Collected data
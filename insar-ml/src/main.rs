//! insar-ml - InSAR run engine command line
//!
//! Creates and executes assignment/clustering runs against the local SQLite
//! database and inspects their results.

use anyhow::{Context, Result};
use clap::{Parser, Subcommand};
use insar_common::config::{CliOverrides, Settings};
use insar_common::geo::BBox;
use serde::Serialize;
use serde_json::{Map, Value};
use std::path::PathBuf;
use std::sync::Arc;
use std::time::Duration;
use tracing::info;
use tracing_subscriber::{layer::SubscriberExt, util::SubscriberInitExt};
use uuid::Uuid;

use insar_ml::db::runs::DEFAULT_LIST_LIMIT;
use insar_ml::services::MlflowTracker;
use insar_ml::{RunOrchestrator, RunRequest};

#[derive(Parser, Debug)]
#[command(name = "insar-ml")]
#[command(about = "InSAR point-to-building assignment and clustering runs")]
#[command(version)]
struct Args {
    /// Config file (default: <config_dir>/insar/config.toml)
    #[arg(long, global = true)]
    config: Option<PathBuf>,

    /// SQLite database path
    #[arg(long, global = true)]
    database: Option<PathBuf>,

    /// MLflow tracking server URI ("off" disables tracking)
    #[arg(long, global = true)]
    tracking_uri: Option<String>,

    /// MLflow experiment name
    #[arg(long, global = true)]
    experiment: Option<String>,

    /// Log level when RUST_LOG is unset
    #[arg(long, global = true)]
    log_level: Option<String>,

    #[command(subcommand)]
    command: Command,
}

#[derive(Subcommand, Debug)]
enum Command {
    /// List available pipelines with their defaults
    Pipelines,

    /// Create a run and execute it
    Run {
        /// Pipeline name (assignment, clustering, hybrid)
        #[arg(long)]
        pipeline: String,

        /// Building source (gba or osm)
        #[arg(long)]
        source: Option<String>,

        /// Restrict to one satellite track
        #[arg(long)]
        track: Option<i64>,

        /// min_lon,min_lat,max_lon,max_lat
        #[arg(long, allow_hyphen_values = true)]
        bbox: Option<String>,

        /// Parameters as a JSON object
        #[arg(long)]
        params: Option<String>,
    },

    /// List runs, newest first
    List {
        #[arg(long, default_value_t = DEFAULT_LIST_LIMIT)]
        limit: i64,
    },

    /// Show one run with its metrics
    Show { run_id: Uuid },

    /// Recompute building colors for a run
    Recolor { run_id: Uuid },

    /// Delete a run and its tracked counterpart
    Delete {
        run_id: Uuid,

        /// Delete from the database even if the tracker delete fails
        #[arg(long)]
        force: bool,
    },

    /// Print stored building colors of a run
    Colors { run_id: Uuid },
}

fn print_json<T: Serialize>(value: &T) -> Result<()> {
    println!("{}", serde_json::to_string_pretty(value)?);
    Ok(())
}

fn parse_params(text: Option<&str>) -> Result<Map<String, Value>> {
    match text {
        None => Ok(Map::new()),
        Some(text) => match serde_json::from_str::<Value>(text).context("--params is not valid JSON")? {
            Value::Object(map) => Ok(map),
            _ => anyhow::bail!("--params must be a JSON object"),
        },
    }
}

#[tokio::main]
async fn main() -> Result<()> {
    let args = Args::parse();

    let settings = Settings::resolve(&CliOverrides {
        config: args.config.clone(),
        database: args.database.clone(),
        tracking_uri: args.tracking_uri.clone(),
        experiment: args.experiment.clone(),
        log_level: args.log_level.clone(),
    })?;

    // Logs go to stderr; stdout carries the JSON output
    tracing_subscriber::registry()
        .with(
            tracing_subscriber::EnvFilter::try_from_default_env()
                .unwrap_or_else(|_| format!("insar_ml={0},insar_common={0}", settings.log_level).into()),
        )
        .with(tracing_subscriber::fmt::layer().with_writer(std::io::stderr))
        .init();

    info!("Database: {}", settings.database_path.display());
    let pool = insar_common::db::init_database(&settings.database_path, settings.max_connections).await?;

    let mut orchestrator = RunOrchestrator::with_sqlite_stores(pool);
    if let Some(uri) = &settings.tracking.uri {
        let tracker = MlflowTracker::new(
            uri,
            &settings.tracking.experiment,
            Duration::from_secs(settings.tracking.timeout_secs),
        )?;
        info!(tracking_uri = %uri, experiment = %settings.tracking.experiment, "Experiment tracking enabled");
        orchestrator = orchestrator.with_tracker(Arc::new(tracker));
    }

    match args.command {
        Command::Pipelines => print_json(&orchestrator.pipelines()?)?,
        Command::Run {
            pipeline,
            source,
            track,
            bbox,
            params,
        } => {
            let bbox = bbox.as_deref().map(BBox::parse).transpose()?;
            let request = RunRequest {
                pipeline,
                source,
                track,
                bbox: bbox.map(|b| b.to_array().to_vec()),
                params: parse_params(params.as_deref())?,
            };
            let run = orchestrator.create(request).await?;
            info!(run_id = %run.run_id, "Run created");

            let handle = orchestrator.spawn(run.run_id);
            let outcome = handle.await.context("run task panicked")?;
            let detail = orchestrator.detail(run.run_id).await?;
            print_json(&detail)?;
            outcome?;
        }
        Command::List { limit } => print_json(&orchestrator.list(limit).await?)?,
        Command::Show { run_id } => print_json(&orchestrator.detail(run_id).await?)?,
        Command::Recolor { run_id } => {
            let count = orchestrator.recolor(run_id).await?;
            print_json(&serde_json::json!({ "run_id": run_id, "colored_buildings": count }))?;
        }
        Command::Delete { run_id, force } => print_json(&orchestrator.delete(run_id, force).await?)?,
        Command::Colors { run_id } => {
            let colors: Vec<Value> = orchestrator
                .colors(run_id)
                .await?
                .into_iter()
                .map(|(key, color_index)| {
                    serde_json::json!({
                        "building_source": key.source,
                        "building_id": key.building_id,
                        "color_index": color_index,
                    })
                })
                .collect();
            print_json(&colors)?;
        }
    }

    Ok(())
}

What you will do
The answer must hold only the lines from the first line of the data through the line bearing "use insar_ml::services::MlflowTracker;", returned exactly.

Task output
filename insar-ml/src/main.rs
//! insar-ml - InSAR run engine command line
//!
//! Creates and executes assignment/clustering runs against the local SQLite
//! database and inspects their results.

use anyhow::{Context, Result};
use clap::{Parser, Subcommand};
use insar_common::config::{CliOverrides, Settings};
use insar_common::geo::BBox;
use serde::Serialize;
use serde_json::{Map, Value};
use std::path::PathBuf;
use std::sync::Arc;
use std::time::Duration;
use tracing::info;
use tracing_subscriber::{layer::SubscriberExt, util::SubscriberInitExt};
use uuid::Uuid;

use insar_ml::db::runs::DEFAULT_LIST_LIMIT;
use insar_ml::services::MlflowTracker;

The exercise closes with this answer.